Pas un seul carré de prairie, pas même d’herbe,
Pas le moindre bouton d’or jusqu’à l’horizon,
Poussant à la limite où son regard se perde,
Il ne voyait qu’alignées de grandes maisons.
Pas d’oiseaux non plus dans ce funeste domaine,
Mais des chalands pressés qu’il fallait éviter,
En s’écartant comme torero dans l’arène
Pour éviter de mourir, d’être piétiné.
Bousculé, ballotté, d’une issue incertaine,
Un soupirail lui semble être une aubaine
Dans lequel il plonge illico sans hésiter
Pour se retrouver tremblant chez un boulanger.

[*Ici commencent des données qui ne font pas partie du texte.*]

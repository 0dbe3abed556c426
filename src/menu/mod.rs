//! Menu visibility: which menu nodes a user may see.
//!
//! A menu mapped to a program is visible only while the user resolves to more
//! than NONE on that program. Folders are visible only through a visible
//! descendant, and a disabled menu hides its entire subtree.

use std::collections::{BTreeSet, HashMap, HashSet};
use std::sync::Arc;

use async_trait::async_trait;
use chrono::{DateTime, Utc};
use uuid::Uuid;

use crate::authz::{AuthorityLevel, GrantSnapshot, GrantStore, PermissionResolver};
use crate::errors::AppResult;
use crate::models::menu::{FavoriteMenu, Menu, MenuTreeItem};
use crate::tree::{TreeCache, TreeIndex};

/// Menu id -> program id, supplied by the host.
pub type ProgramMapping = HashMap<i64, String>;

#[async_trait]
pub trait MenuSource: Send + Sync {
    async fn menus(&self) -> AppResult<Vec<Menu>>;

    async fn program_mapping(&self) -> AppResult<ProgramMapping>;

    async fn favorites(&self, user_id: Uuid) -> AppResult<Vec<FavoriteMenu>>;
}

/// The pruned menu forest plus the program decision behind each mapped node.
#[derive(Debug, Clone)]
pub struct VisibleMenus {
    pub tree: TreeIndex<Menu>,
    pub programs: HashMap<i64, (String, AuthorityLevel)>,
}

impl VisibleMenus {
    pub fn to_items(&self) -> Vec<MenuTreeItem> {
        self.tree.fold_nested(&|menu: &Menu, children: Vec<MenuTreeItem>| {
            let program = self.programs.get(&menu.id);
            MenuTreeItem {
                id: menu.id,
                name: menu.name.clone(),
                sort_order: menu.sort_order,
                program_id: program.map(|(program_id, _)| program_id.clone()),
                authority: program.map(|(_, authority)| *authority),
                children,
            }
        })
    }
}

/// Computes the visible forest from an already-built index and grant snapshot.
///
/// The snapshot must contain every program named by `mapping` for nodes of
/// `index`; a mapped program that does not exist is reported as NotFound.
pub fn visible_menus(
    index: &TreeIndex<Menu>,
    mapping: &ProgramMapping,
    snapshot: &GrantSnapshot,
    as_of: DateTime<Utc>,
) -> AppResult<VisibleMenus> {
    let enabled = index.retain_enabled();

    let mut decided = HashMap::new();
    for menu in enabled.walk() {
        if let Some(program_id) = mapping.get(&menu.id) {
            let resolution = snapshot.resolve(program_id, as_of)?;
            decided.insert(menu.id, (program_id.clone(), resolution.authority));
        }
    }

    // Leaf status comes from the full index: a folder emptied by disabled
    // children is still a folder and needs a visible descendant.
    let tree = enabled.prune(|menu| {
        if !menu.use_yn {
            return false;
        }
        match decided.get(&menu.id) {
            Some((_, authority)) => authority.is_granted(),
            None => index.is_leaf(menu.id),
        }
    });
    decided.retain(|id, _| tree.contains(*id));

    tracing::debug!(
        user_id = %snapshot.user_id(),
        total = index.len(),
        visible = tree.len(),
        "menu visibility computed"
    );

    Ok(VisibleMenus {
        tree,
        programs: decided,
    })
}

pub struct MenuVisibilityEngine<G, M>
where
    G: GrantStore + ?Sized,
    M: MenuSource + ?Sized,
{
    resolver: PermissionResolver<G>,
    source: Arc<M>,
    cache: Arc<TreeCache<Menu>>,
}

impl<G, M> MenuVisibilityEngine<G, M>
where
    G: GrantStore + ?Sized,
    M: MenuSource + ?Sized,
{
    pub fn new(resolver: PermissionResolver<G>, source: Arc<M>, cache: Arc<TreeCache<Menu>>) -> Self {
        Self {
            resolver,
            source,
            cache,
        }
    }

    pub fn cache(&self) -> &Arc<TreeCache<Menu>> {
        &self.cache
    }

    /// The full (unpruned) menu index, from cache when warm.
    pub async fn menu_index(&self) -> AppResult<Arc<TreeIndex<Menu>>> {
        let source = Arc::clone(&self.source);
        self.cache
            .get_or_build(|| async move { source.menus().await })
            .await
    }

    pub async fn visible_menu_tree(&self, user_id: Uuid, as_of: DateTime<Utc>) -> AppResult<VisibleMenus> {
        let index = self.menu_index().await?;
        self.visible_in(&index, user_id, as_of).await
    }

    async fn visible_in(
        &self,
        index: &TreeIndex<Menu>,
        user_id: Uuid,
        as_of: DateTime<Utc>,
    ) -> AppResult<VisibleMenus> {
        let mapping = self.source.program_mapping().await?;
        let programs: BTreeSet<String> = mapping
            .iter()
            .filter(|(menu_id, _)| index.contains(**menu_id))
            .map(|(_, program_id)| program_id.clone())
            .collect();

        let snapshot = self.resolver.snapshot(user_id, &programs).await?;
        visible_menus(index, &mapping, &snapshot, as_of)
    }

    /// The user's favorites that are currently visible, in menu tree order.
    /// Favorites pointing at a menu that no longer exists are skipped.
    pub async fn visible_favorites(&self, user_id: Uuid, as_of: DateTime<Utc>) -> AppResult<Vec<Menu>> {
        let index = self.menu_index().await?;
        let favorites = self.source.favorites(user_id).await?;

        let mut wanted = HashSet::new();
        for favorite in favorites {
            if index.contains(favorite.menu_id) {
                wanted.insert(favorite.menu_id);
            } else {
                tracing::warn!(
                    user_id = %user_id,
                    menu_id = favorite.menu_id,
                    "favorite references a missing menu"
                );
            }
        }
        if wanted.is_empty() {
            return Ok(Vec::new());
        }

        let visible = self.visible_in(&index, user_id, as_of).await?;
        Ok(visible
            .tree
            .walk()
            .into_iter()
            .filter(|menu| wanted.contains(&menu.id))
            .cloned()
            .collect())
    }
}

#[cfg(test)]
mod tests {
    use super::*;
    use crate::models::program::{Program, RoleProgram};
    use chrono::TimeZone;

    fn now() -> DateTime<Utc> {
        Utc.with_ymd_and_hms(2025, 3, 1, 9, 0, 0).unwrap()
    }

    fn ids(visible: &VisibleMenus) -> Vec<i64> {
        visible.tree.walk().iter().map(|m| m.id).collect()
    }

    #[test]
    fn test_branch_without_accessible_leaf_is_pruned() {
        // Root(1) -> A(2) -> B(3, P); Root(1) -> C(4, Q)
        let index = TreeIndex::build(vec![
            Menu::new(1, None, "Root", 0),
            Menu::new(2, Some(1), "A", 0),
            Menu::new(3, Some(2), "B", 0),
            Menu::new(4, Some(1), "C", 1),
        ])
        .unwrap();
        let mapping: ProgramMapping =
            [(3, "P".to_string()), (4, "Q".to_string())].into_iter().collect();
        let snapshot = GrantSnapshot::new(Uuid::new_v4(), vec!["R".to_string()])
            .with_program(Program::new("P", "P"))
            .with_program(Program::new("Q", "Q"))
            .with_role_grant(RoleProgram::new("R", "Q", AuthorityLevel::Read));

        let visible = visible_menus(&index, &mapping, &snapshot, now()).unwrap();
        assert_eq!(ids(&visible), vec![1, 4]);
        assert_eq!(
            visible.programs.get(&4),
            Some(&("Q".to_string(), AuthorityLevel::Read))
        );
        assert!(!visible.programs.contains_key(&3));
    }

    #[test]
    fn test_disabled_parent_hides_granted_children() {
        let index = TreeIndex::build(vec![
            Menu::new(1, None, "Root", 0),
            Menu::new(2, Some(1), "Folder", 0).disabled(),
            Menu::new(3, Some(2), "Screen", 0),
            Menu::new(4, Some(1), "Plain", 1),
        ])
        .unwrap();
        let mapping: ProgramMapping = [(3, "P".to_string())].into_iter().collect();
        let snapshot = GrantSnapshot::new(Uuid::new_v4(), vec!["R".to_string()])
            .with_program(Program::new("P", "P"))
            .with_role_grant(RoleProgram::new("R", "P", AuthorityLevel::Admin));

        let visible = visible_menus(&index, &mapping, &snapshot, now()).unwrap();
        assert_eq!(ids(&visible), vec![1, 4]);
    }

    #[test]
    fn test_folder_with_only_disabled_children_is_dropped() {
        let index = TreeIndex::build(vec![
            Menu::new(1, None, "Settings", 0),
            Menu::new(2, Some(1), "Folder", 0),
            Menu::new(3, Some(2), "Screen", 0).disabled(),
        ])
        .unwrap();
        let snapshot = GrantSnapshot::new(Uuid::new_v4(), Vec::new());

        let visible = visible_menus(&index, &ProgramMapping::new(), &snapshot, now()).unwrap();
        assert!(visible.tree.is_empty(), "unexpected visible ids {:?}", ids(&visible));
    }

    #[test]
    fn test_closed_program_hides_menu() {
        let index = TreeIndex::build(vec![Menu::new(1, None, "Orders", 0)]).unwrap();
        let mapping: ProgramMapping = [(1, "ORD".to_string())].into_iter().collect();
        let snapshot = GrantSnapshot::new(Uuid::new_v4(), vec!["R".to_string()])
            .with_program(Program::new("ORD", "Orders").closed())
            .with_role_grant(RoleProgram::new("R", "ORD", AuthorityLevel::Admin));

        let visible = visible_menus(&index, &mapping, &snapshot, now()).unwrap();
        assert!(visible.tree.is_empty());
    }

    #[test]
    fn test_mapping_to_missing_program_is_an_error() {
        let index = TreeIndex::build(vec![Menu::new(1, None, "Ghost", 0)]).unwrap();
        let mapping: ProgramMapping = [(1, "GONE".to_string())].into_iter().collect();
        let snapshot = GrantSnapshot::new(Uuid::new_v4(), Vec::new());

        let err = visible_menus(&index, &mapping, &snapshot, now()).unwrap_err();
        assert!(err.is_not_found());
    }

    #[test]
    fn test_nested_items_carry_authority() {
        let index = TreeIndex::build(vec![
            Menu::new(1, None, "Catalog", 0),
            Menu::new(2, Some(1), "Products", 0),
        ])
        .unwrap();
        let mapping: ProgramMapping = [(2, "PRD".to_string())].into_iter().collect();
        let snapshot = GrantSnapshot::new(Uuid::new_v4(), vec!["R".to_string()])
            .with_program(Program::new("PRD", "Products"))
            .with_role_grant(RoleProgram::new("R", "PRD", AuthorityLevel::Write));

        let items = visible_menus(&index, &mapping, &snapshot, now())
            .unwrap()
            .to_items();
        assert_eq!(items.len(), 1);
        assert_eq!(items[0].name, "Catalog");
        assert_eq!(items[0].authority, None);
        assert_eq!(items[0].children[0].authority, Some(AuthorityLevel::Write));
    }
}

Cet artisan travaillait dans la solitude,
Ses outils avaient leur place par habitude
Et le bruit régulier que faisait son pétrin
Était précieux pour le travail de ses mains.
Prenant assurance dans ce confort douillet,
Notre ami le grillon, resté un temps muet,
Entonna tout joyeux son chant le moins discret,
Se croyant tombé dans son midi retrouvé.
Pour le boulanger, le trouble fut immédiat,
Jamais son beau pétrin n’avait fait ce bruit là,
Même lorsque fatigué aux petits matins,
Ses sons quelquefois paraissaient inopportuns.
Le grillon croyant alors trouver une oreille
Qui se prête à son chant et y trouve merveille,
Renouvela l’exploit, ce qui le confondit,
Et pour le boulanger le mit à sa merci.
Pour lui, l’affaire aurait du mal se terminer
Si cette impulsion qu’il avait pu dominer,
Au moment même ou son pied allait l’écraser,
Il s’était retenu et l’avait ramassé.
Depuis, lorsque le boulanger pétrit son pain,
Qu’il mélange la farine, l’eau, le levain,
Le chant du grillon accompagne son travail,
S’élevant joyeux au travers du soupirail.